HCG is dosed in international units (IU), not milligrams, so its reconstitution math is different from a typical mg-labelled peptide vial. The diluent volume you add to a 5000 IU vial sets the concentration: 1 mL of bacteriostatic water gives 5000 IU/mL, 2 mL gives 2500 IU/mL, and 5 mL gives 1000 IU/mL. To find IU per draw, divide the IU/mL by ten for each 0.1 mL. Swirl gently — never vortex a glycoprotein — refrigerate the reconstituted vial at 2–8°C, and treat it as reduced-potency after any freeze-thaw. For the per-vial format, check the HCG 5000 IU product page; for the math, use the reconstitution calculator.
Why HCG Is Measured in IU
Most lyophilized research peptides are quantified gravimetrically: a vial states a milligram mass, you add a known diluent volume, and the concentration falls out as mg/mL. HCG breaks that pattern. Human chorionic gonadotropin is a heterodimeric glycoprotein — a non-covalently associated alpha subunit (shared with LH, FSH, and TSH) and a hormone-specific beta subunit — carrying up to eight N- and O-linked carbohydrate side chains.[1] Those glycans are not inert decoration; they extend circulating half-life and modulate receptor signalling, so two preparations with identical peptide mass can differ in biological activity. For research handling this reframes the question: what is loosely called HCG dosage is, on the bench, an IU-per-volume figure, so HCG 5000 IU dosage math is expressed as IU per millilitre and IU per draw rather than as a milligram amount.
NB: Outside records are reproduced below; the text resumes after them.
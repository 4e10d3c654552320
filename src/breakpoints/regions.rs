//! Regions around the breakpoints of a single callset, written as BED.

use std::{path::PathBuf, time::Instant};

use clap::{command, Parser};
use thousands::Separable;

use crate::{
    common::{io::open_write_or_stdout, trace_rss_now},
    locations::{Location, WindowedIndex},
    record::VcfReader,
};

use super::{breakpoints_from_record, BreakpointPair, Patterns};

/// Command line arguments for `bkpt-regions` sub command.
#[derive(Parser, Debug)]
#[command(about = "Write regions around SV breakpoints as BED", long_about = None)]
pub struct Args {
    /// Path to the input VCF file, may be gzip-compressed.
    #[arg(long)]
    pub path_input: String,
    /// Path to the output BED file, stdout if omitted.
    #[arg(long)]
    pub path_output: Option<PathBuf>,
    /// Width of the region around each breakpoint, also the tolerance for
    /// considering two breakpoints the same.
    #[arg(long, default_value_t = 300)]
    pub width: u32,
}

/// Breakpoint locations of a callset, split by first location and mate.
#[derive(Debug)]
pub struct BreakpointRegions {
    width: u32,
    firsts: WindowedIndex<()>,
    mates: WindowedIndex<()>,
}

impl BreakpointRegions {
    pub fn new(width: u32) -> Self {
        Self {
            width,
            firsts: WindowedIndex::new(width),
            mates: WindowedIndex::new(width),
        }
    }

    pub fn add(&mut self, pair: &BreakpointPair) {
        self.firsts.get_or_insert_with(&pair.first, || ());
        if let Some(second) = &pair.second {
            self.mates.get_or_insert_with(second, || ());
        }
    }

    /// All distinct locations, first locations before mate-only ones.
    ///
    /// Also returns the number of locations that were seen only as first
    /// location or only as mate.
    pub fn finish(&mut self) -> (Vec<Location>, usize) {
        let mut unmatched = self
            .firsts
            .keys()
            .filter(|first| !self.mates.contains(first))
            .count();
        for mate in self.mates.keys() {
            if !self.firsts.contains(mate) {
                unmatched += 1;
                self.firsts.insert(mate.clone(), ());
            }
        }
        (self.firsts.keys().cloned().collect(), unmatched)
    }

    /// 0-based start and end of the region around `location`.
    pub fn region(&self, location: &Location) -> (i64, i64) {
        let half = self.width as i64 / 2;
        ((location.pos() - half).max(0), location.pos() + half)
    }
}

/// Main entry point for the `bkpt-regions` sub command.
pub fn run(common_args: &crate::common::Args, args: &Args) -> Result<(), anyhow::Error> {
    tracing::info!("Starting `bkpt-regions`");
    tracing::info!("  common_args = {:?}", &common_args);
    tracing::info!("  args = {:?}", &args);

    let patterns = Patterns::new()?;
    let mut regions = BreakpointRegions::new(args.width);

    let before_parsing = Instant::now();
    let mut count_records = 0usize;
    for record in VcfReader::from_path(&args.path_input)? {
        let record = record?;
        if !record.filter.is_pass() {
            continue;
        }
        let pairs = breakpoints_from_record(&record, &patterns).map_err(|e| {
            anyhow::anyhow!("problem with record {}:{}: {}", &record.chrom, record.pos, e)
        })?;
        for pair in &pairs {
            regions.add(pair);
        }
        count_records += 1;
    }
    tracing::info!(
        "read {} passing records in {:?}",
        count_records.separate_with_commas(),
        before_parsing.elapsed()
    );
    trace_rss_now();

    let (locations, unmatched) = regions.finish();
    tracing::info!(
        "{} of {} breakpoints not found as both first location and mate",
        unmatched.separate_with_commas(),
        locations.len().separate_with_commas()
    );

    let mut writer = csv::WriterBuilder::new()
        .has_headers(false)
        .delimiter(b'\t')
        .from_writer(open_write_or_stdout(args.path_output.as_ref())?);
    for location in &locations {
        let (start, end) = regions.region(location);
        writer.write_record(&[
            location.chrom().to_string(),
            start.to_string(),
            end.to_string(),
        ])?;
    }
    writer.flush()?;

    Ok(())
}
Because potency tracks glycosylation pattern and the degree of subunit "nicking" rather than peptide weight, HCG is standardised by bioassay. The international unit (IU) is defined against a WHO reference preparation — the WHO 5th International Standard for Chorionic Gonadotrophin, NIBSC code 07/364 — so that one labelled IU corresponds to a defined unit of biological activity, not a fixed number of micrograms.[2] This is the same reasoning behind IU labelling for other heterogeneous biologics.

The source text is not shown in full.